Un compañero decía en un encuentro, que su decisión había sido, ante embates de machismo salvaje en grupos de amigos, asados, reuniones con otros varones, pelearse, irse de los grupos. Se corre el riesgo con esa solución, de perder otros lazos importantes de amistad o de “socialidad”. Estamos optando por una salida violenta. Lo mejor es recurrir al diálogo y en el tiempo adecuado. Hay momentos en que hablar no sirve, como cuando estamos ante una persona alcoholizada o enojada. Esperar el momento, que puede ser cuando el grupo está tranquilo y hay un tema que nos permite hacer puente con lo que nos interesa decir.

Otro asunto importante es cómo decirlo, en qué términos hay que comunicar estos temas espinosos. Hay un cuento tradicional en que el rey ha soñado que se le caían todos los dientes. Consulta entonces a los sabios de la corte, y un consejero le explica que ese sueño significa que  verá morir a todos sus familiares. Otro, más sabio y sensato, le dice que será el más longevo de todos sus familiares, que tendrá una larga vida. Obviamente para uno van los latigazos y para otro una bolsa de piedras preciosas, a pesar de que han dicho lo mismo.

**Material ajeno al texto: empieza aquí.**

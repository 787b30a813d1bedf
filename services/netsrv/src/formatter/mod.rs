//! Payload serializers
//!
//! Loggers and drivers refer to a serializer by id (`"json"`, `"ascii"`).
//! The ids are resolved against a `SerializerRegistry` once, when the
//! service is built.

mod ascii;
mod json;

use bytes::Bytes;
use std::collections::HashMap;
use std::sync::Arc;

use crate::error::{NetsrvError, Result};
use crate::reading::Reading;

pub use ascii::AsciiSerializer;
pub use json::JsonSerializer;

/// Turns readings into a message payload
pub trait PayloadSerializer: Send + Sync {
    /// Registry id
    fn id(&self) -> &'static str;

    fn serialize(&self, reading: &Reading) -> Result<Bytes>;

    /// Payload for several readings sharing one topic
    fn serialize_batch(&self, readings: &[&Reading]) -> Result<Bytes>;
}

/// Map of serializer id to serializer
#[derive(Clone, Default)]
pub struct SerializerRegistry {
    serializers: HashMap<String, Arc<dyn PayloadSerializer>>,
}

impl SerializerRegistry {
    pub fn new() -> Self {
        Self::default()
    }

    /// Registry holding the built-in `json` and `ascii` serializers
    pub fn with_defaults() -> Self {
        let mut registry = Self::new();
        registry.register(Arc::new(JsonSerializer));
        registry.register(Arc::new(AsciiSerializer));
        registry
    }

    /// Add a serializer, replacing any previous one with the same id
    pub fn register(&mut self, serializer: Arc<dyn PayloadSerializer>) {
        self.serializers
            .insert(serializer.id().to_string(), serializer);
    }

    pub fn get(&self, id: &str) -> Result<Arc<dyn PayloadSerializer>> {
        self.serializers
            .get(id)
            .cloned()
            .ok_or_else(|| NetsrvError::UnknownSerializer(id.to_string()))
    }

    pub fn contains(&self, id: &str) -> bool {
        self.serializers.contains_key(id)
    }

    pub fn ids(&self) -> Vec<&str> {
        let mut ids: Vec<&str> = self.serializers.keys().map(String::as_str).collect();
        ids.sort_unstable();
        ids
    }
}

#[cfg(test)]
#[allow(clippy::disallowed_methods)] // Test code - unwrap is acceptable
mod tests {
    use super::*;

    struct Raw;

    impl PayloadSerializer for Raw {
        fn id(&self) -> &'static str {
            "raw"
        }

        fn serialize(&self, reading: &Reading) -> Result<Bytes> {
            Ok(Bytes::from(reading.value.to_string()))
        }

        fn serialize_batch(&self, readings: &[&Reading]) -> Result<Bytes> {
            Ok(Bytes::from(readings.len().to_string()))
        }
    }

    #[test]
    fn test_defaults_registered() {
        let registry = SerializerRegistry::with_defaults();
        assert_eq!(registry.ids(), vec!["ascii", "json"]);
        assert_eq!(registry.get("json").unwrap().id(), "json");
    }

    #[test]
    fn test_unknown_serializer() {
        let registry = SerializerRegistry::with_defaults();
        assert!(matches!(
            registry.get("protobuf"),
            Err(NetsrvError::UnknownSerializer(id)) if id == "protobuf"
        ));
    }

    #[test]
    fn test_custom_serializer() {
        let mut registry = SerializerRegistry::new();
        registry.register(Arc::new(Raw));
        assert!(registry.contains("raw"));
        let payload = registry
            .get("raw")
            .unwrap()
            .serialize(&Reading::at("a", 2.5, 0))
            .unwrap();
        assert_eq!(payload, Bytes::from("2.5"));
    }
}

Mostrar las desventajas de la ideología machista para los propios varones, puede ser convincente. La actitud omnipotente, la exigencia en temas de fuerza, de aguante, de rendimiento tanto económico como sexual; el no expresar los afectos, salvo cuando surgen en forma de enojo o violencia, todo eso nos deshumaniza, nos deja solos en las relaciones, nos impide ser sinceros y tener unos vínculos de intimidad cercanos con amigos, con la pareja, con nuestros padres. No es porque sí que cuatro de cada cinco suicidios en nuestro país son de varones, que en la cárcel casi el 90% son hombres, que lo mismo sucede entre la gente sin techo, en situación de calle, y también en materia de accidentes de tránsito, donde la violencia campea y uno nota que cuanto más estresado está el conductor más aprieta el acelerador y lo expresa su enojo en la forma de manejar. Si bien las guerras son cada vez menos cuerpo a cuerpo, también son los varones los que mueren masivamente en ellas.

Algo significan estas cifras apabullantes en cuanto a mayoría de varones damnificados. Todo esto tiene que ver con una cultura, con una forma de llevar los lazos familiares, con los amigos, con las mujeres. Somos muy pataduras con las emociones. El patriarcado nos ha regalado muchos privilegios (las “flores” del mal) pero también pagamos un precio carísimo por estar al mando (las desgracias que provocan esas “flores”).Si podemos hablar en serio y en calma con nuestros amigos machistas sobre estos temas, quizás les surja la inquietud de entender mejor lo que les pasa, lo que nos pasa, y procuren ser más igualitarios, se rían menos con las bromas que desvalorizan a las mujeres o a varones “desviádos”, recurran menos a las soluciones violentas a los conflictos.